→ WHAT TO PRODUCE:
Within these entries, which lines include the string "domain"? Copy each one.
━━━━━━━━
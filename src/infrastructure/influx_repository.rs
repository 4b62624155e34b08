// InfluxDB data source implementation
use crate::application::vehicle_repository::{FetchError, VehicleDataSource};
use crate::domain::manufacturer::Manufacturer;
use crate::domain::sample::{Sample, is_valid_soc};
use crate::infrastructure::config::{SourceSettings, prepare_query};
use anyhow::{Context, Result};
use async_trait::async_trait;
use chrono::NaiveDateTime;
use serde::Deserialize;
use std::collections::HashMap;

#[derive(Debug, Clone)]
pub struct InfluxRepository {
    host: String,
    token: String,
    database: String,
    retention_policy: String,
    query_template: String,
    client: reqwest::Client,
}

#[derive(Debug, Deserialize)]
struct InfluxQLResponse {
    results: Vec<InfluxQLResult>,
}

#[derive(Debug, Deserialize)]
struct InfluxQLResult {
    #[serde(default)]
    series: Option<Vec<InfluxQLSeries>>,
    #[serde(default)]
    error: Option<String>,
}

#[derive(Debug, Deserialize)]
struct InfluxQLSeries {
    columns: Vec<String>,
    values: Vec<Vec<serde_json::Value>>,
}

impl InfluxRepository {
    /// Build the repository from explicit settings. A configured
    /// `credentials_path` is read here and wins over an inline token.
    pub fn from_settings(settings: &SourceSettings) -> Result<Self> {
        let token = match &settings.credentials_path {
            Some(path) => std::fs::read_to_string(path)
                .with_context(|| format!("Failed to read credentials from {}", path.display()))?
                .trim()
                .to_string(),
            None => settings
                .token
                .clone()
                .context("source.token or source.credentials_path must be set")?,
        };

        Ok(Self {
            host: settings.host.trim_end_matches('/').to_string(),
            token,
            database: settings.database.clone(),
            retention_policy: settings.retention_policy.clone(),
            query_template: settings.query.clone(),
            client: reqwest::Client::new(),
        })
    }

    fn build_query_url(&self, query: &str) -> String {
        let encoded_query = urlencoding::encode(query);
        format!(
            "{}/query?db={}&rp={}&q={}",
            self.host, self.database, self.retention_policy, encoded_query
        )
    }

    fn build_query(
        &self,
        manufacturer: Manufacturer,
        vehicle_id: &str,
        start: NaiveDateTime,
        end: NaiveDateTime,
    ) -> String {
        let mut vars = HashMap::new();
        vars.insert("manufacturer".to_string(), manufacturer.slug());
        vars.insert("vehicle_id".to_string(), vehicle_id.replace('\\', "\\\\").replace('\'', "\\'"));
        vars.insert("start".to_string(), start.format("%Y-%m-%dT%H:%M:%SZ").to_string());
        vars.insert("end".to_string(), end.format("%Y-%m-%dT%H:%M:%SZ").to_string());
        prepare_query(&self.query_template, &vars)
    }

    async fn execute_query(&self, query: &str) -> Result<InfluxQLResponse> {
        let url = self.build_query_url(query);

        let response = self
            .client
            .get(&url)
            .header("Authorization", format!("Token {}", self.token))
            .header("Accept", "application/json")
            .send()
            .await
            .context("Failed to send request to InfluxDB")?;

        if !response.status().is_success() {
            let status = response.status();
            let body = response.text().await.unwrap_or_default();
            anyhow::bail!("InfluxDB query failed with status {}: {}", status, body);
        }

        let data = response
            .json::<InfluxQLResponse>()
            .await
            .context("Failed to parse InfluxDB response")?;

        if let Some(result) = data.results.first() {
            if let Some(error) = &result.error {
                anyhow::bail!("InfluxDB query error: {}", error);
            }
        }

        Ok(data)
    }

    /// Convert query rows into samples. Rows missing a usable time, odometer,
    /// SOC or key state are skipped, as are rows whose SOC is not a percentage.
    fn parse_samples(response: &InfluxQLResponse) -> Vec<Sample> {
        let mut samples = Vec::new();
        let mut skipped = 0usize;
        let mut out_of_range = 0usize;

        let series = response
            .results
            .iter()
            .filter_map(|r| r.series.as_ref())
            .flatten();

        for s in series {
            let column = |name: &str| s.columns.iter().position(|c| c == name);
            let (Some(time_idx), Some(odo_idx), Some(soc_idx), Some(key_idx)) =
                (column("time"), column("odometer"), column("soc"), column("key_on"))
            else {
                tracing::warn!("InfluxDB series is missing columns: {:?}", s.columns);
                continue;
            };

            for row in &s.values {
                let parsed = (
                    row.get(time_idx).and_then(parse_time),
                    row.get(odo_idx).and_then(|v| v.as_f64()),
                    row.get(soc_idx).and_then(|v| v.as_f64()),
                    row.get(key_idx).and_then(parse_key_state),
                );
                match parsed {
                    (Some(_), Some(_), Some(soc), Some(_)) if !is_valid_soc(soc) => {
                        out_of_range += 1;
                    }
                    (Some(recorded_at), Some(odometer), Some(soc), Some(key_on)) => {
                        samples.push(Sample::new(recorded_at, odometer, soc, key_on));
                    }
                    _ => skipped += 1,
                }
            }
        }

        if skipped > 0 {
            tracing::warn!("Skipped {} incomplete telemetry rows", skipped);
        }
        if out_of_range > 0 {
            tracing::warn!("Skipped {} telemetry rows with SOC outside 0-100%", out_of_range);
        }
        samples
    }
}

/// RFC 3339 timestamp reduced to its local wall-clock time.
fn parse_time(value: &serde_json::Value) -> Option<NaiveDateTime> {
    let raw = value.as_str()?;
    chrono::DateTime::parse_from_rfc3339(raw)
        .ok()
        .map(|t| t.naive_local())
}

fn parse_key_state(value: &serde_json::Value) -> Option<bool> {
    match value {
        serde_json::Value::Bool(b) => Some(*b),
        serde_json::Value::Number(n) => n.as_f64().map(|v| v != 0.0),
        _ => None,
    }
}

#[async_trait]
impl VehicleDataSource for InfluxRepository {
    async fn fetch(
        &self,
        manufacturer: Manufacturer,
        vehicle_id: &str,
        start: NaiveDateTime,
        end: NaiveDateTime,
    ) -> Result<Vec<Sample>, FetchError> {
        let query = self.build_query(manufacturer, vehicle_id, start, end);
        tracing::debug!("Executing telemetry query: {}", query);

        let response = self.execute_query(&query).await?;
        let samples = Self::parse_samples(&response);

        if samples.is_empty() {
            return Err(FetchError::DataUnavailable {
                manufacturer,
                vehicle_id: vehicle_id.to_string(),
            });
        }

        tracing::debug!("Fetched {} samples for {} {}", samples.len(), manufacturer, vehicle_id);
        Ok(samples)
    }
}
━━━━━━━━
→ WRITTEN SOLUTION:
use crate::domain::manufacturer::Manufacturer;
use crate::domain::sample::{Sample, is_valid_soc};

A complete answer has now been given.